# Exercise requirements:
Search the listing below for the string "imputed" and copy every line where it occurs.

# Dataset excerpts:
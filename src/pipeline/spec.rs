//! Pipeline request data structures.
//!
//! A request bundles every choice the user makes for a file: cleaning
//! toggles, column selection, export target and whether to build a preview.
//! Requests serialise to JSON so a host can store and replay them.

use crate::cleaning::CleaningRequest;
use crate::error::{Result, ResultExt as _, SweeperError};
use crate::export::ExportRequest;
use crate::projection::ProjectionSpec;
use serde::{Deserialize, Serialize};
use std::path::Path;

/// Current request format version
pub const REQUEST_VERSION: &str = "0.1";

fn default_version() -> String {
    REQUEST_VERSION.to_owned()
}

#[derive(Debug, Clone, PartialEq, Eq, Serialize, Deserialize)]
pub struct PipelineRequest {
    /// Format version for future migrations
    #[serde(default = "default_version")]
    pub version: String,

    #[serde(default)]
    pub cleaning: CleaningRequest,

    #[serde(default)]
    pub projection: ProjectionSpec,

    #[serde(default)]
    pub export: ExportRequest,

    /// Build a [`crate::preview::TablePreview`] for each converted file
    #[serde(default)]
    pub preview: bool,
}

impl Default for PipelineRequest {
    fn default() -> Self {
        Self {
            version: default_version(),
            cleaning: CleaningRequest::default(),
            projection: ProjectionSpec::default(),
            export: ExportRequest::default(),
            preview: false,
        }
    }
}

impl PipelineRequest {
    pub fn from_file(path: impl AsRef<Path>) -> Result<Self> {
        let path = path.as_ref();
        let content = std::fs::read_to_string(path)
            .with_context(|| format!("Failed to read pipeline request {}", path.display()))?;
        Self::from_json(&content)
    }

    /// Parse and check the version.
    pub fn from_json(json: &str) -> Result<Self> {
        let request: Self =
            serde_json::from_str(json).context("Failed to parse pipeline request JSON")?;
        if request.version != REQUEST_VERSION {
            return Err(SweeperError::Config(format!(
                "Unsupported request version '{}', expected '{REQUEST_VERSION}'",
                request.version
            )));
        }
        Ok(request)
    }

    pub fn to_json(&self) -> Result<String> {
        serde_json::to_string_pretty(self).context("Failed to serialise pipeline request")
    }
}
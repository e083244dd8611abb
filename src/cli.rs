use anyhow::{Context as _, Result};
use clap::{Parser, Subcommand};
use std::collections::{HashMap, HashSet};
use std::path::{Path, PathBuf};
use sweeper::codec::{FormatCodec, FormatKind, detect_format};
use sweeper::config::SweeperConfig;
use sweeper::error::SweeperError;
use sweeper::pipeline::{BatchReport, FileError, FileOutcome, Pipeline, PipelineRequest};
use sweeper::preview::TablePreview;
use sweeper::projection::ProjectionSpec;
use sweeper::table::SourceFile;

#[derive(Parser)]
#[command(name = "sweeper", version, about = "Clean and convert CSV and Excel files")]
pub struct Cli {
    /// Path to a JSON config file. Defaults to the platform config directory.
    #[arg(long, global = true, env = "SWEEPER_CONFIG")]
    pub config: Option<PathBuf>,

    /// Log level or filter directive (overridden by RUST_LOG)
    #[arg(long, global = true)]
    pub log_level: Option<String>,

    /// Also write daily log files (to the configured directory, or the
    /// platform data directory)
    #[arg(long, global = true)]
    pub log_to_file: bool,

    #[command(subcommand)]
    pub command: Commands,
}

#[derive(Subcommand)]
pub enum Commands {
    /// Clean files and convert them to CSV or Excel
    Convert {
        /// Input files (.csv or .xlsx)
        #[arg(required = true)]
        files: Vec<PathBuf>,

        /// Output format: csv or excel. Defaults to the request's target.
        #[arg(long)]
        to: Option<FormatKind>,

        /// Drop repeated rows, keeping the first
        #[arg(long)]
        remove_duplicates: bool,

        /// Fill missing numeric values with the column mean
        #[arg(long)]
        impute_means: bool,

        /// Columns to keep, in order (comma separated)
        #[arg(long, value_delimiter = ',')]
        columns: Option<Vec<String>>,

        /// JSON pipeline request; flags given on the command line override it
        #[arg(long)]
        request: Option<PathBuf>,

        /// Directory for converted files
        #[arg(short, long, default_value = ".")]
        out_dir: PathBuf,

        /// Print a preview of each converted table
        #[arg(long)]
        preview: bool,

        /// Print the batch report as JSON
        #[arg(long)]
        json: bool,
    },
    /// Show the shape, column kinds and first rows of a file
    Inspect {
        file: PathBuf,
    },
}

pub fn load_config(cli: &Cli) -> Result<SweeperConfig> {
    let mut config = SweeperConfig::load(cli.config.as_deref())?;
    if let Some(level) = &cli.log_level {
        config.log.level.clone_from(level);
    }
    if cli.log_to_file && config.log.directory.is_none() {
        config.log.directory = sweeper::logging::default_log_dir();
    }
    Ok(config)
}

pub fn run_command(command: Commands, config: &SweeperConfig) -> Result<()> {
    match command {
        Commands::Convert {
            files,
            to,
            remove_duplicates,
            impute_means,
            columns,
            request,
            out_dir,
            preview,
            json,
        } => {
            let mut request = match request {
                Some(path) => PipelineRequest::from_file(&path)?,
                None => PipelineRequest::default(),
            };
            request.cleaning.remove_duplicates |= remove_duplicates;
            request.cleaning.impute_numeric_means |= impute_means;
            request.preview |= preview;
            if let Some(target) = to {
                request.export.target = target;
            }
            if let Some(columns) = columns {
                request.projection = ProjectionSpec::Columns(columns);
            }
            handle_convert(&files, &request, &out_dir, json, config)
        }
        Commands::Inspect { file } => handle_inspect(&file, config),
    }
}

fn handle_convert(
    paths: &[PathBuf],
    request: &PipelineRequest,
    out_dir: &Path,
    json: bool,
    config: &SweeperConfig,
) -> Result<()> {
    let mut sources = Vec::with_capacity(paths.len());
    let mut unreadable = 0_usize;
    for path in paths {
        match SourceFile::from_path(path) {
            Ok(source) => sources.push(source),
            Err(e) => {
                tracing::warn!("Skipping {}: {e}", path.display());
                println!("✗ {}: {e}", path.display());
                unreadable += 1;
            }
        }
    }

    let mut report = Pipeline::new(config).run_uniform(&sources, request);
    guard_outputs(&mut report, paths, out_dir);

    std::fs::create_dir_all(out_dir)
        .with_context(|| format!("Failed to create output directory {}", out_dir.display()))?;
    for artifact in report.artifacts() {
        let target = out_dir.join(&artifact.file_name);
        std::fs::write(&target, &artifact.bytes)
            .with_context(|| format!("Failed to write {}", target.display()))?;
    }

    if json {
        println!("{}", serde_json::to_string_pretty(&report)?);
    } else {
        print_report(&report, out_dir);
    }

    if report.converted_count() == 0 {
        anyhow::bail!(
            "No files converted ({} failed)",
            report.failed_count() + unreadable
        );
    }
    Ok(())
}

/// Turn conversions that would overwrite an input, or another output of
/// the same batch, into failures.
fn guard_outputs(report: &mut BatchReport, inputs: &[PathBuf], out_dir: &Path) {
    let inputs: HashSet<PathBuf> = inputs
        .iter()
        .filter_map(|p| p.canonicalize().ok())
        .collect();
    // Lower-cased: names differing only in case clash on some filesystems
    let mut claimed: HashMap<String, String> = HashMap::new();

    for outcome in &mut report.outcomes {
        let FileOutcome::Converted(converted) = &*outcome else {
            continue;
        };
        let source_name = converted.source_name.clone();
        let name = &converted.artifact.file_name;
        let target = out_dir.join(name);

        let conflict = if let Some(first) = claimed.get(&name.to_lowercase()) {
            Some(format!(
                "output {} is also produced by {first}",
                target.display()
            ))
        } else if target
            .canonicalize()
            .is_ok_and(|resolved| inputs.contains(&resolved))
        {
            Some(format!(
                "output {} would overwrite an input file",
                target.display()
            ))
        } else {
            claimed.insert(name.to_lowercase(), source_name.clone());
            None
        };

        if let Some(msg) = conflict {
            tracing::warn!(file = %source_name, "{msg}");
            let err = SweeperError::Io(std::io::Error::new(
                std::io::ErrorKind::AlreadyExists,
                msg,
            ));
            *outcome = FileOutcome::Failed(FileError::new(source_name, &err));
        }
    }
}

fn print_report(report: &BatchReport, out_dir: &Path) {
    for outcome in &report.outcomes {
        match outcome {
            FileOutcome::Converted(converted) => {
                let s = &converted.summary;
                println!(
                    "✓ {} → {} ({}, {} rows × {} cols, {} duplicates removed)",
                    converted.source_name,
                    out_dir.join(&converted.artifact.file_name).display(),
                    target_label(&converted.artifact.file_name),
                    s.rows_after,
                    s.columns_after,
                    s.duplicates_removed
                );
                for imputed in &s.imputed {
                    println!(
                        "    filled {} cell(s) in '{}' with mean {:.4}",
                        imputed.filled, imputed.name, imputed.mean
                    );
                }
                for name in &s.skipped_means {
                    println!("    '{name}' has no values; left unfilled");
                }
                if let Some(preview) = &converted.preview {
                    print_preview(preview);
                }
            }
            FileOutcome::Failed(err) => println!("✗ {err}"),
        }
    }
    println!("{}", report.summary());
}

fn target_label(file_name: &str) -> &'static str {
    detect_format(file_name).map_or("unknown", FormatKind::label)
}

fn print_preview(preview: &TablePreview) {
    println!(
        "    {} ({:.1} KB): {} rows × {} columns",
        preview.file_name, preview.size_kb, preview.row_count, preview.column_count
    );
    for (name, kind) in &preview.columns {
        println!("      {name}: {kind}");
    }
    if !preview.chart_columns.is_empty() {
        println!("    chart columns: {}", preview.chart_columns.join(", "));
    }
    println!("{}", preview.head);
}

fn handle_inspect(path: &Path, config: &SweeperConfig) -> Result<()> {
    let source = SourceFile::from_path(path)
        .with_context(|| format!("Failed to read {}", path.display()))?;
    let format = detect_format(source.name())?;
    let df = FormatCodec::from_config(config).decode(source.bytes(), format)?;
    let preview = TablePreview::build(&source, &df, config.preview_row_limit)?;

    println!("Format: {format}");
    print_preview(&preview);
    Ok(())
}

#[cfg(test)]
mod tests {
    use super::*;

    fn run(paths: &[PathBuf]) -> Result<BatchReport> {
        let sources = paths
            .iter()
            .map(|p| SourceFile::from_path(p))
            .collect::<std::io::Result<Vec<_>>>()?;
        Ok(Pipeline::default().run_uniform(&sources, &PipelineRequest::default()))
    }

    #[test]
    fn test_output_over_input_is_a_failure() -> Result<()> {
        let dir = tempfile::tempdir()?;
        let input = dir.path().join("data.csv");
        std::fs::write(&input, "a,b\n1,\n1,\n2,5\n")?;

        let mut report = run(std::slice::from_ref(&input))?;
        guard_outputs(&mut report, std::slice::from_ref(&input), dir.path());

        assert_eq!(report.converted_count(), 0);
        let kinds: Vec<&str> = report.errors().map(|e| e.kind.as_str()).collect();
        assert_eq!(kinds, vec!["Io"]);
        assert_eq!(std::fs::read_to_string(&input)?, "a,b\n1,\n1,\n2,5\n");
        Ok(())
    }

    #[test]
    fn test_repeated_output_name_is_a_failure() -> Result<()> {
        let dir = tempfile::tempdir()?;
        let (first, second) = (dir.path().join("one"), dir.path().join("two"));
        std::fs::create_dir_all(&first)?;
        std::fs::create_dir_all(&second)?;
        let inputs = vec![first.join("a.csv"), second.join("a.csv")];
        for path in &inputs {
            std::fs::write(path, "x\n1\n")?;
        }
        let out_dir = dir.path().join("out");

        let mut report = run(&inputs)?;
        guard_outputs(&mut report, &inputs, &out_dir);

        assert_eq!(report.converted_count(), 1);
        let errors: Vec<&FileError> = report.errors().collect();
        assert_eq!(errors.len(), 1);
        assert!(errors.iter().all(|e| e.detail.contains("also produced by a.csv")));
        Ok(())
    }

    #[test]
    fn test_separate_out_dir_keeps_conversions() -> Result<()> {
        let dir = tempfile::tempdir()?;
        let input = dir.path().join("data.csv");
        std::fs::write(&input, "x\n1\n")?;

        let mut report = run(std::slice::from_ref(&input))?;
        guard_outputs(&mut report, std::slice::from_ref(&input), &dir.path().join("out"));
        assert_eq!(report.converted_count(), 1);
        Ok(())
    }

    #[test]
    fn test_log_to_file_uses_default_log_dir() -> Result<()> {
        let dir = tempfile::tempdir()?;
        let config_path = dir.path().join("config.json");
        std::fs::write(&config_path, "{}")?;

        let cli = Cli::try_parse_from([
            "sweeper",
            "--config",
            config_path.to_str().unwrap_or_default(),
            "--log-to-file",
            "inspect",
            "data.csv",
        ])?;
        let config = load_config(&cli)?;
        assert_eq!(config.log.directory, sweeper::logging::default_log_dir());
        Ok(())
    }

    #[test]
    fn test_target_label() {
        assert_eq!(target_label("a.xlsx"), "Excel");
        assert_eq!(target_label("a.csv"), "CSV");
    }
}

# Answer below:
                for imputed in &s.imputed {
                        imputed.filled, imputed.name, imputed.mean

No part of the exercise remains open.